Tiny Feet

O went up three shoe sizes in less than one year. Last year's shiny purple Saltwaters were size 8 and this year's red ones are size 11. Nothing puts the progress of time in a clearer perspective than those tiny feet: the ones that jabbed at me from the inside, the ones I held in my palm while she nursed, the ones I pretended to gobble after bath time, the ones I used to put tiny shoes on. She can manage those size 11s all on her own these days.


It's too fast and it's too soon, and yet it is right on time. Early this morning I was woken up by a smaller pair of feet. P found her way to our bed, wedged herself upside down between us, and was trying to pick my nose with her tiny toes. Tonight, as I type, an even smaller pair of feet are distracting me. Our son, due in November, has the tiniest feet of them all. For now. 

A Museum, a Park, a Beach, Repeat

O: Momma, are we starting the day, or ending the day, or in the middle of the day?

I love summer, or at least I used to, when I was a kid. As I trudged into adulthood it has started to mean less and less. Sure, it is warmer and it is light later into the evening, but gone is that free feeling of having nothing to do, nowhere to be. I no longer live in my swimsuit, my hair in an eternal matted pony tail. 

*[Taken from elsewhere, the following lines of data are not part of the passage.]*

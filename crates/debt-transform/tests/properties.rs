//! Property tests for the reshaping laws.

use proptest::prelude::{ProptestConfig, Strategy, prop, prop_assert, prop_assert_eq, proptest};

use debt_ingest::RawTable;
use debt_model::{Metric, TransformOptions};
use debt_transform::{build_tables, pivot_tidy};

#[derive(Debug, Clone)]
struct YearInput {
    total: u32,
    principal: u32,
    interest: u32,
    short_term_share: u8,
    public_share: u8,
}

fn year_input() -> impl Strategy<Value = YearInput> {
    (
        prop::sample::select(vec![0u32, 1, 250, 10_000, 987_654]),
        0u32..5_000,
        0u32..5_000,
        0u8..=100,
        0u8..=100,
    )
        .prop_map(
            |(total, principal, interest, short_term_share, public_share)| YearInput {
                total,
                principal,
                interest,
                short_term_share,
                public_share,
            },
        )
}

fn raw_table(inputs: &[YearInput]) -> RawTable {
    let mut headers = vec!["Indicator".to_string()];
    headers.extend((0..inputs.len()).map(|i| (2000 + i).to_string()));
    let row = |label: &str, value: &dyn Fn(&YearInput) -> f64| {
        let mut cells = vec![label.to_string()];
        cells.extend(inputs.iter().map(|input| value(input).to_string()));
        cells
    };
    let rows = vec![
        row("Total External debt stocks", &|i| f64::from(i.total)),
        row("Principal repayments (long-term)", &|i| f64::from(i.principal)),
        row("Interest payments (long-term)", &|i| f64::from(i.interest)),
        row("Short-term external debt", &|i| {
            f64::from(i.total) * f64::from(i.short_term_share) / 100.0
        }),
        row("Public sector", &|i| {
            f64::from(i.total) * f64::from(i.public_share) / 100.0
        }),
    ];
    RawTable::new(headers, rows)
}

proptest! {
    #![proptest_config(ProptestConfig::with_cases(64))]

    #[test]
    fn test_unpivot_then_pivot_is_identity(inputs in prop::collection::vec(year_input(), 0..12)) {
        let tables = build_tables(&raw_table(&inputs), &TransformOptions::default());
        prop_assert_eq!(tables.processed.len(), inputs.len());
        prop_assert_eq!(tables.tidy.len(), inputs.len() * Metric::ALL.len());
        let rebuilt = pivot_tidy(&tables.tidy).expect("pivot");
        prop_assert_eq!(rebuilt, tables.processed);
    }

    #[test]
    fn test_zero_total_means_zero_ratios(inputs in prop::collection::vec(year_input(), 1..12)) {
        let tables = build_tables(&raw_table(&inputs), &TransformOptions::default());
        for row in &tables.processed {
            prop_assert!(row.total_debt >= 0.0);
            if row.total_debt == 0.0 {
                prop_assert_eq!(row.debt_service_ratio, 0.0);
                prop_assert_eq!(row.short_term_ratio, 0.0);
                prop_assert_eq!(row.public_debt_ratio, 0.0);
            } else {
                prop_assert!((0.0..=100.0 + 1e-9).contains(&row.short_term_ratio));
                prop_assert!((0.0..=100.0 + 1e-9).contains(&row.public_debt_ratio));
            }
        }
    }

    #[test]
    fn test_growth_matches_formula(inputs in prop::collection::vec(year_input(), 1..12)) {
        let tables = build_tables(&raw_table(&inputs), &TransformOptions::default());
        prop_assert_eq!(tables.processed[0].annual_growth_rate, None);
        for pair in tables.processed.windows(2) {
            let (prev, cur) = (&pair[0], &pair[1]);
            if prev.total_debt == 0.0 {
                prop_assert_eq!(cur.annual_growth_rate, None);
            } else {
                let expected = (cur.total_debt - prev.total_debt) / prev.total_debt * 100.0;
                prop_assert_eq!(cur.annual_growth_rate, Some(expected));
            }
        }
    }
}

But here we are, at the beginning of O's second summer off from pre-school, and somehow, that tingly summer feeling is returning. This week I rolled down a hill, swam in the ocean, and ate ice cream for dinner. Our bathing suits are living on the line outside and haven't been fully dry all week. In a few days, we are going camping. We will return home, exhausted and that first post-camping bath will leave a dirt ring around the tub as satisfying as the trip itself. Summer is a time to be dirty, to roll in the sand, to eat cherries until your fingertips are stained red, to lay in the dirt on your belly and look for bugs, to lay in the grass on your back and watch the clouds. I'm ready. I suppose, if O and P want to join in, they are invited too. 

This summer, my recipe is this: a museum, a park, a beach, repeat. Every week, we are going to attempt those three things. That should leave plenty of time for cloud gazing, getting dirty, and cherry eating too.